Task objective:
What is needed is the number of lines below that contain the word "Option", with no other output.

Dataset entries:
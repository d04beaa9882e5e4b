fn main() {
    // Stamp the binary with its build time; logged at startup
    let build_date = chrono::Utc::now().format("%Y-%m-%d %H:%M UTC").to_string();
    println!("cargo:rustc-env=BUILD_DATE={}", build_date);
}
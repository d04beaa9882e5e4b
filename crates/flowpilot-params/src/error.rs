//! Error types for the parameter store.
//!
//! Reads of absent keys, backend outages and malformed values each get their
//! own variant so call sites can decide which ones fall back to a default.

use thiserror::Error;

/// Errors that can occur while reading or writing parameters.
#[derive(Error, Debug)]
pub enum ParamsError {
    /// The key has never been written (or was removed).
    #[error("Parameter not found: {0}")]
    KeyNotFound(String),

    /// The persistence backend cannot be reached.
    #[error("Parameter store unavailable: {0}")]
    StoreUnavailable(String),

    /// The stored value cannot be read as the requested type.
    #[error("Type mismatch for '{key}': expected {expected}, found {found:?}")]
    TypeMismatch {
        key: String,
        expected: &'static str,
        found: String,
    },

    /// The key is not a valid parameter name.
    #[error("Invalid parameter key: {0:?}")]
    InvalidKey(String),

    /// JSON seed or snapshot data could not be parsed.
    #[error("JSON error: {0}")]
    Json(#[from] serde_json::Error),
}

impl ParamsError {
    /// Create a store-unavailable error from any displayable cause
    pub fn unavailable(cause: impl std::fmt::Display) -> Self {
        ParamsError::StoreUnavailable(cause.to_string())
    }

    /// Check if this is a missing-key error
    pub fn is_not_found(&self) -> bool {
        matches!(self, ParamsError::KeyNotFound(_))
    }

    /// Check if this error means the backend is down
    pub fn is_unavailable(&self) -> bool {
        matches!(self, ParamsError::StoreUnavailable(_))
    }
}

/// Result type alias for parameter operations.
pub type ParamsResult<T> = Result<T, ParamsError>;
//! Panel descriptors and the panel registry.
//!
//! A panel is declared once as an ordered list of rows and rebuilt from the
//! parameter store every time it is shown.

use crate::binding::{DisplayValue, FieldBinding};
use crate::error::{SettingsError, SettingsResult};
use crate::host::{DeviceCommand, PlatformInfo, ScreenRef};
use flowpilot_params::Params;
use std::borrow::Cow;
use std::collections::HashMap;
use std::fmt;
use std::rc::Rc;

/// Identifier of a settings panel
#[derive(Debug, Clone, PartialEq, Eq, Hash, PartialOrd, Ord)]
pub struct PanelName(Cow<'static, str>);

impl PanelName {
    pub const DEVICE: PanelName = PanelName::from_static("device");
    pub const SOFTWARE: PanelName = PanelName::from_static("software");
    pub const TOGGLES: PanelName = PanelName::from_static("toggles");

    pub const fn from_static(name: &'static str) -> Self {
        PanelName(Cow::Borrowed(name))
    }

    pub fn new(name: impl Into<String>) -> Self {
        PanelName(Cow::Owned(name.into()))
    }

    pub fn as_str(&self) -> &str {
        &self.0
    }
}

impl fmt::Display for PanelName {
    fn fmt(&self, f: &mut fmt::Formatter<'_>) -> fmt::Result {
        f.write_str(&self.0)
    }
}

impl From<&str> for PanelName {
    fn from(name: &str) -> Self {
        PanelName::new(name)
    }
}

/// Visual weight of an action button
#[derive(Debug, Clone, Copy, PartialEq, Eq, Default)]
pub enum ButtonStyle {
    #[default]
    Normal,
    /// Destructive or irreversible actions
    Critical,
}

/// What an action row does when pressed
#[derive(Debug, Clone, Copy, PartialEq, Eq)]
pub enum Command {
    Navigate(ScreenRef),
    Device(DeviceCommand),
}

/// Source of a non-persisted info row
#[derive(Debug, Clone, PartialEq, Eq)]
pub enum InfoSource {
    /// Host platform name
    Platform,
    Fixed(String),
}

/// Content of one row
#[derive(Debug, Clone)]
pub enum RowContent {
    Field(FieldBinding),
    Action {
        caption: String,
        style: ButtonStyle,
        command: Command,
    },
    Info(InfoSource),
}

/// Decides whether a row is part of the panel for a given build
pub type RowPredicate = Rc<dyn Fn(&BuildContext<'_>) -> bool>;

/// One declared row of a panel.
#[derive(Clone)]
pub struct RowSpec {
    pub label: String,
    pub content: RowContent,
    pub include_when: Option<RowPredicate>,
    pub divider: bool,
}

impl RowSpec {
    fn new(label: impl Into<String>, content: RowContent) -> Self {
        Self {
            label: label.into(),
            content,
            include_when: None,
            divider: true,
        }
    }

    /// Row backed by a parameter binding
    pub fn field(label: impl Into<String>, binding: FieldBinding) -> Self {
        Self::new(label, RowContent::Field(binding))
    }

    /// Row with a command button
    pub fn action(label: impl Into<String>, caption: impl Into<String>, command: Command) -> Self {
        Self::new(
            label,
            RowContent::Action {
                caption: caption.into(),
                style: ButtonStyle::Normal,
                command,
            },
        )
    }

    /// Row with read-only text that is not a parameter
    pub fn info(label: impl Into<String>, source: InfoSource) -> Self {
        Self::new(label, RowContent::Info(source))
    }

    /// Mark an action row as critical
    pub fn critical(mut self) -> Self {
        if let RowContent::Action { style, .. } = &mut self.content {
            *style = ButtonStyle::Critical;
        }
        self
    }

    /// Include the row only when `predicate` holds at build time
    pub fn when(mut self, predicate: impl Fn(&BuildContext<'_>) -> bool + 'static) -> Self {
        self.include_when = Some(Rc::new(predicate));
        self
    }

    pub fn without_divider(mut self) -> Self {
        self.divider = false;
        self
    }

    /// The binding of a field row
    pub fn binding(&self) -> Option<&FieldBinding> {
        match &self.content {
            RowContent::Field(binding) => Some(binding),
            _ => None,
        }
    }

    fn included(&self, ctx: &BuildContext<'_>) -> bool {
        self.include_when.as_ref().map_or(true, |p| p(ctx))
    }
}

impl fmt::Debug for RowSpec {
    fn fmt(&self, f: &mut fmt::Formatter<'_>) -> fmt::Result {
        f.debug_struct("RowSpec")
            .field("label", &self.label)
            .field("content", &self.content)
            .field("conditional", &self.include_when.is_some())
            .field("divider", &self.divider)
            .finish()
    }
}

/// Declarative description of one panel
#[derive(Debug, Clone)]
pub struct PanelDescriptor {
    pub name: PanelName,
    pub title: String,
    pub rows: Vec<RowSpec>,
}

impl PanelDescriptor {
    pub fn new(name: PanelName, title: impl Into<String>) -> Self {
        Self {
            name,
            title: title.into(),
            rows: Vec::new(),
        }
    }

    pub fn row(mut self, row: RowSpec) -> Self {
        self.rows.push(row);
        self
    }
}

/// Hardware facts that do not live in the parameter store
#[derive(Debug, Clone, Copy, Default, PartialEq, Eq)]
pub struct Environment {
    pub has_wide_camera: bool,
}

/// Everything a panel build reads from
pub struct BuildContext<'a> {
    pub params: &'a Params,
    pub env: Environment,
    pub platform: &'a dyn PlatformInfo,
}

/// Rendered value of a row
#[derive(Debug, Clone, PartialEq, Eq)]
pub enum RowValue {
    Text(String),
    Toggle(bool),
    Button { caption: String, style: ButtonStyle },
}

/// One built row, ready to draw
#[derive(Debug, Clone, PartialEq, Eq)]
pub struct PanelRow {
    pub label: String,
    pub value: RowValue,
    pub divider: bool,
    /// Index of the declaring row in the descriptor
    pub spec_index: usize,
}

/// A panel built from the store at one point in time
#[derive(Debug, Clone, PartialEq, Eq)]
pub struct Panel {
    pub name: PanelName,
    pub title: String,
    pub rows: Vec<PanelRow>,
}

impl Panel {
    /// Find a row by label
    pub fn row(&self, label: &str) -> Option<&PanelRow> {
        self.rows.iter().find(|r| r.label == label)
    }

    pub fn labels(&self) -> Vec<&str> {
        self.rows.iter().map(|r| r.label.as_str()).collect()
    }
}

/// Registered panels, in registration order.
#[derive(Debug, Default)]
pub struct PanelRegistry {
    panels: Vec<PanelDescriptor>,
    /// Writable key -> label of the owning row
    owners: HashMap<String, String>,
}

impl PanelRegistry {
    pub fn new() -> Self {
        Self::default()
    }

    /// Add a panel.
    ///
    /// Fails when the name is taken or when a writable binding targets a key
    /// that another writable binding already owns.
    pub fn register(&mut self, descriptor: PanelDescriptor) -> SettingsResult<()> {
        if self.contains(&descriptor.name) {
            return Err(SettingsError::DuplicatePanel(descriptor.name.to_string()));
        }

        let mut claimed: HashMap<String, String> = HashMap::new();
        for row in &descriptor.rows {
            let Some(binding) = row.binding().filter(|b| b.is_writable()) else {
                continue;
            };
            let key = binding.key().to_string();
            if let Some(owner) = self.owners.get(&key).or_else(|| claimed.get(&key)) {
                return Err(SettingsError::DuplicateBinding {
                    key,
                    owner: owner.clone(),
                    label: row.label.clone(),
                });
            }
            claimed.insert(key, row.label.clone());
        }

        tracing::debug!(
            "Registered panel {} ({} rows)",
            descriptor.name,
            descriptor.rows.len()
        );
        self.owners.extend(claimed);
        self.panels.push(descriptor);
        Ok(())
    }

    pub fn descriptor(&self, name: &PanelName) -> Option<&PanelDescriptor> {
        self.panels.iter().find(|p| &p.name == name)
    }

    pub fn contains(&self, name: &PanelName) -> bool {
        self.descriptor(name).is_some()
    }

    /// Panel names in registration order
    pub fn names(&self) -> Vec<PanelName> {
        self.panels.iter().map(|p| p.name.clone()).collect()
    }

    pub fn len(&self) -> usize {
        self.panels.len()
    }

    pub fn is_empty(&self) -> bool {
        self.panels.is_empty()
    }

    /// Build a panel from the current store state. Deterministic for a given
    /// store state and environment.
    pub fn build_panel(&self, name: &PanelName, ctx: &BuildContext<'_>) -> SettingsResult<Panel> {
        let descriptor = self
            .descriptor(name)
            .ok_or_else(|| SettingsError::InvalidPanelName(name.to_string()))?;

        let rows = descriptor
            .rows
            .iter()
            .enumerate()
            .filter(|(_, spec)| spec.included(ctx))
            .map(|(spec_index, spec)| PanelRow {
                label: spec.label.clone(),
                value: build_value(spec, ctx),
                divider: spec.divider,
                spec_index,
            })
            .collect::<Vec<_>>();

        tracing::debug!("Built panel {} with {} rows", name, rows.len());
        Ok(Panel {
            name: descriptor.name.clone(),
            title: descriptor.title.clone(),
            rows,
        })
    }
}

fn build_value(spec: &RowSpec, ctx: &BuildContext<'_>) -> RowValue {
    match &spec.content {
        RowContent::Field(binding) => match binding.initialize(ctx.params) {
            DisplayValue::Toggle(checked) => RowValue::Toggle(checked),
            DisplayValue::Text(text) => RowValue::Text(text),
            DisplayValue::Button(caption) => RowValue::Button {
                caption,
                style: ButtonStyle::Normal,
            },
        },
        RowContent::Action { caption, style, .. } => RowValue::Button {
            caption: caption.clone(),
            style: *style,
        },
        RowContent::Info(InfoSource::Platform) => RowValue::Text(ctx.platform.platform_name()),
        RowContent::Info(InfoSource::Fixed(text)) => RowValue::Text(text.clone()),
    }
}

#[cfg(test)]
mod tests {
    use super::*;
    use crate::host::FixedPlatform;
    use flowpilot_params::{keys, MemoryStore, ParamKey};

    fn sample() -> PanelDescriptor {
        PanelDescriptor::new(PanelName::new("sample"), "Sample")
            .row(RowSpec::field(
                "Dongle ID",
                FieldBinding::display(keys::DONGLE_ID, "N/A"),
            ))
            .row(RowSpec::field("Metric", FieldBinding::toggle(keys::IS_METRIC, false)))
            .row(
                RowSpec::info("Only with wide", InfoSource::Fixed("wide".into()))
                    .when(|ctx| ctx.env.has_wide_camera),
            )
            .row(RowSpec::info("Device Type", InfoSource::Platform).without_divider())
    }

    #[test]
    fn test_build_panel_reads_store_and_filters_rows() {
        let params = Params::new(MemoryStore::new());
        let platform = FixedPlatform("Android".into());
        let mut registry = PanelRegistry::new();
        registry.register(sample()).unwrap();

        let ctx = BuildContext {
            params: &params,
            env: Environment::default(),
            platform: &platform,
        };
        let panel = registry.build_panel(&PanelName::new("sample"), &ctx).unwrap();
        assert_eq!(panel.labels(), vec!["Dongle ID", "Metric", "Device Type"]);
        assert_eq!(panel.rows[0].value, RowValue::Text("N/A".into()));
        assert_eq!(panel.rows[1].value, RowValue::Toggle(false));
        assert_eq!(panel.rows[2].value, RowValue::Text("Android".into()));
        assert_eq!(panel.rows[2].spec_index, 3);
        assert!(!panel.rows[2].divider);

        let ctx = BuildContext {
            params: &params,
            env: Environment {
                has_wide_camera: true,
            },
            platform: &platform,
        };
        let panel = registry.build_panel(&PanelName::new("sample"), &ctx).unwrap();
        assert_eq!(panel.rows.len(), 4);
        // Building never writes
        assert!(!params.exists("DongleId"));
        assert!(!params.exists("IsMetric"));
    }

    #[test]
    fn test_unknown_panel() {
        let params = Params::new(MemoryStore::new());
        let platform = FixedPlatform("Linux".into());
        let registry = PanelRegistry::new();
        let ctx = BuildContext {
            params: &params,
            env: Environment::default(),
            platform: &platform,
        };
        assert!(matches!(
            registry.build_panel(&PanelName::new("network"), &ctx),
            Err(SettingsError::InvalidPanelName(name)) if name == "network"
        ));
    }

    #[test]
    fn test_duplicate_panel_rejected() {
        let mut registry = PanelRegistry::new();
        registry.register(sample()).unwrap();
        assert!(matches!(
            registry.register(PanelDescriptor::new(PanelName::new("sample"), "Again")),
            Err(SettingsError::DuplicatePanel(_))
        ));
        assert_eq!(registry.len(), 1);
    }

    #[test]
    fn test_writable_key_has_one_owner() {
        let mut registry = PanelRegistry::new();
        registry.register(sample()).unwrap();

        let clash = PanelDescriptor::new(PanelName::new("units"), "Units").row(RowSpec::field(
            "Metric Units",
            FieldBinding::toggle(keys::IS_METRIC, true),
        ));
        let err = registry.register(clash).unwrap_err();
        assert!(matches!(
            err,
            SettingsError::DuplicateBinding { ref key, ref owner, ref label }
                if key == "IsMetric" && owner == "Metric" && label == "Metric Units"
        ));
        assert!(!registry.contains(&PanelName::new("units")));

        // Read-only displays of an owned key are fine
        let mirror = PanelDescriptor::new(PanelName::new("mirror"), "Mirror").row(
            RowSpec::field("Metric?", FieldBinding::display(keys::IS_METRIC, "0")),
        );
        registry.register(mirror).unwrap();
    }

    #[test]
    fn test_duplicate_within_one_panel() {
        let key = ParamKey::from_static("Twice");
        let panel = PanelDescriptor::new(PanelName::new("twice"), "Twice")
            .row(RowSpec::field("A", FieldBinding::toggle(key.clone(), false)))
            .row(RowSpec::field("B", FieldBinding::trigger(key, "GO")));
        let mut registry = PanelRegistry::new();
        assert!(matches!(
            registry.register(panel),
            Err(SettingsError::DuplicateBinding { .. })
        ));
        assert!(registry.is_empty());
    }

    #[test]
    fn test_critical_style() {
        let row = RowSpec::action("Power Off", "POWER OFF", Command::Device(DeviceCommand::PowerOff))
            .critical();
        assert!(matches!(
            row.content,
            RowContent::Action {
                style: ButtonStyle::Critical,
                ..
            }
        ));
    }
}
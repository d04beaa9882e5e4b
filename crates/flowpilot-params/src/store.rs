//! Persistence backend contract.

use crate::error::ParamsResult;
use crate::value::ParamValue;

/// Raw access to a parameter backend.
///
/// Implementations must not cache values on behalf of callers: other
/// processes may write the same keys at any time, so every `read` goes to
/// the backing storage.
pub trait ParamStore: Send + Sync {
    /// Read a key; `Ok(ParamValue::Absent)` when it has never been written
    fn read(&self, key: &str) -> ParamsResult<ParamValue>;

    /// Upsert a key. Writing `ParamValue::Absent` removes it.
    fn write(&self, key: &str, value: ParamValue) -> ParamsResult<()>;

    /// Delete a key. Removing an absent key succeeds.
    fn remove(&self, key: &str) -> ParamsResult<()>;

    /// Short backend name for log messages
    fn backend_name(&self) -> &'static str;
}
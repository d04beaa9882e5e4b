//! Rendering
//!
//! The settings surface does not draw widgets itself. Each frame it composes
//! a [`Frame`] (panel selector, visible rows, notices) and hands it to a
//! [`Renderer`].

use crate::controller::{Notice, PanelButton, PanelSwitchController};
use crate::panel::{ButtonStyle, RowValue};
use std::fmt;
use std::io::Write;

/// Virtual width the layout is designed for
pub const VIRTUAL_WIDTH: f32 = 1280.0;
/// Virtual height the layout is designed for
pub const VIRTUAL_HEIGHT: f32 = 720.0;

/// Fit viewport: scales the virtual area uniformly into the window and
/// letterboxes the rest.
#[derive(Debug, Clone, Copy, PartialEq)]
pub struct Viewport {
    pub virtual_width: f32,
    pub virtual_height: f32,
    pub screen_width: u32,
    pub screen_height: u32,
    pub scale: f32,
    pub offset_x: f32,
    pub offset_y: f32,
}

impl Default for Viewport {
    fn default() -> Self {
        Self::new(VIRTUAL_WIDTH, VIRTUAL_HEIGHT)
    }
}

impl Viewport {
    pub fn new(virtual_width: f32, virtual_height: f32) -> Self {
        let mut viewport = Self {
            virtual_width,
            virtual_height,
            screen_width: 0,
            screen_height: 0,
            scale: 1.0,
            offset_x: 0.0,
            offset_y: 0.0,
        };
        viewport.update(virtual_width as u32, virtual_height as u32);
        viewport
    }

    /// Recompute scale and letterbox for a new window size
    pub fn update(&mut self, width: u32, height: u32) {
        self.screen_width = width;
        self.screen_height = height;
        if width == 0 || height == 0 || self.virtual_width <= 0.0 || self.virtual_height <= 0.0 {
            self.scale = 0.0;
            self.offset_x = 0.0;
            self.offset_y = 0.0;
            return;
        }

        let sx = width as f32 / self.virtual_width;
        let sy = height as f32 / self.virtual_height;
        self.scale = sx.min(sy);
        self.offset_x = (width as f32 - self.virtual_width * self.scale) / 2.0;
        self.offset_y = (height as f32 - self.virtual_height * self.scale) / 2.0;
    }

    /// Map a window coordinate into virtual space. `None` inside the
    /// letterbox bars.
    pub fn to_virtual(&self, x: f32, y: f32) -> Option<(f32, f32)> {
        if self.scale <= 0.0 {
            return None;
        }
        let vx = (x - self.offset_x) / self.scale;
        let vy = (y - self.offset_y) / self.scale;
        let inside =
            (0.0..=self.virtual_width).contains(&vx) && (0.0..=self.virtual_height).contains(&vy);
        inside.then_some((vx, vy))
    }
}

/// Selector entry as drawn
#[derive(Debug, Clone, PartialEq, Eq)]
pub struct FrameButton {
    pub title: String,
    pub checked: bool,
}

/// Row as drawn
#[derive(Debug, Clone, PartialEq, Eq)]
pub struct FrameRow {
    /// Index of the row on its panel
    pub index: usize,
    pub label: String,
    pub value: RowValue,
    pub divider: bool,
}

/// Everything drawn in one frame.
#[derive(Debug, Clone, PartialEq)]
pub struct Frame {
    pub title: String,
    pub buttons: Vec<FrameButton>,
    pub rows: Vec<FrameRow>,
    /// Rows hidden above and below the visible window
    pub hidden_above: usize,
    pub hidden_below: usize,
    pub notices: Vec<Notice>,
    pub viewport: Viewport,
    pub delta: f32,
}

impl Frame {
    /// Compose a frame from the controller's current state
    pub fn compose(
        controller: &PanelSwitchController,
        rows_per_page: usize,
        viewport: Viewport,
        notices: Vec<Notice>,
        delta: f32,
    ) -> Self {
        let panel = controller.panel();
        let offset = controller.session().scroll_offset.min(panel.rows.len());
        let end = offset.saturating_add(rows_per_page).min(panel.rows.len());

        let rows = panel.rows[offset..end]
            .iter()
            .enumerate()
            .map(|(i, row)| FrameRow {
                index: offset + i,
                label: row.label.clone(),
                value: row.value.clone(),
                divider: row.divider,
            })
            .collect();

        Self {
            title: panel.title.clone(),
            buttons: controller
                .panel_buttons()
                .into_iter()
                .map(|PanelButton { title, checked, .. }| FrameButton { title, checked })
                .collect(),
            rows,
            hidden_above: offset,
            hidden_below: panel.rows.len() - end,
            notices,
            viewport,
            delta,
        }
    }
}

impl fmt::Display for Frame {
    fn fmt(&self, f: &mut fmt::Formatter<'_>) -> fmt::Result {
        let selector: Vec<String> = self
            .buttons
            .iter()
            .map(|b| {
                if b.checked {
                    format!("[{}]", b.title)
                } else {
                    format!(" {} ", b.title)
                }
            })
            .collect();
        writeln!(f, "{}", selector.join(" | "))?;
        writeln!(f, "== {} ==", self.title)?;

        if self.hidden_above > 0 {
            writeln!(f, "   ... {} more above", self.hidden_above)?;
        }
        for row in &self.rows {
            let value = match &row.value {
                RowValue::Text(text) => text.clone(),
                RowValue::Toggle(true) => "[x]".to_string(),
                RowValue::Toggle(false) => "[ ]".to_string(),
                RowValue::Button { caption, style } => match style {
                    ButtonStyle::Normal => format!("<{}>", caption),
                    ButtonStyle::Critical => format!("<!{}!>", caption),
                },
            };
            writeln!(f, "{:>2}. {:<36} {}", row.index, row.label, value)?;
            if row.divider {
                writeln!(f, "    {}", "-".repeat(44))?;
            }
        }
        if self.hidden_below > 0 {
            writeln!(f, "   ... {} more below", self.hidden_below)?;
        }

        for notice in &self.notices {
            writeln!(f, "{}", notice)?;
        }
        Ok(())
    }
}

/// Draws composed frames.
pub trait Renderer {
    fn draw(&mut self, frame: &Frame) -> anyhow::Result<()>;

    /// Free drawing resources. Called exactly once, on dispose.
    fn release(&mut self);
}

/// Renderer that prints frames as plain text.
#[derive(Debug)]
pub struct TextRenderer<W: Write> {
    out: W,
    frames: u64,
    released: bool,
}

impl<W: Write> TextRenderer<W> {
    pub fn new(out: W) -> Self {
        Self {
            out,
            frames: 0,
            released: false,
        }
    }

    /// Frames drawn so far
    pub fn frames(&self) -> u64 {
        self.frames
    }

    pub fn is_released(&self) -> bool {
        self.released
    }

    pub fn into_inner(self) -> W {
        self.out
    }
}

impl<W: Write> Renderer for TextRenderer<W> {
    fn draw(&mut self, frame: &Frame) -> anyhow::Result<()> {
        if self.released {
            anyhow::bail!("renderer has been released");
        }
        write!(self.out, "{}", frame)?;
        self.out.flush()?;
        self.frames += 1;
        Ok(())
    }

    fn release(&mut self) {
        if let Err(e) = self.out.flush() {
            tracing::warn!("Failed to flush renderer output: {}", e);
        }
        self.released = true;
    }
}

Task response:
5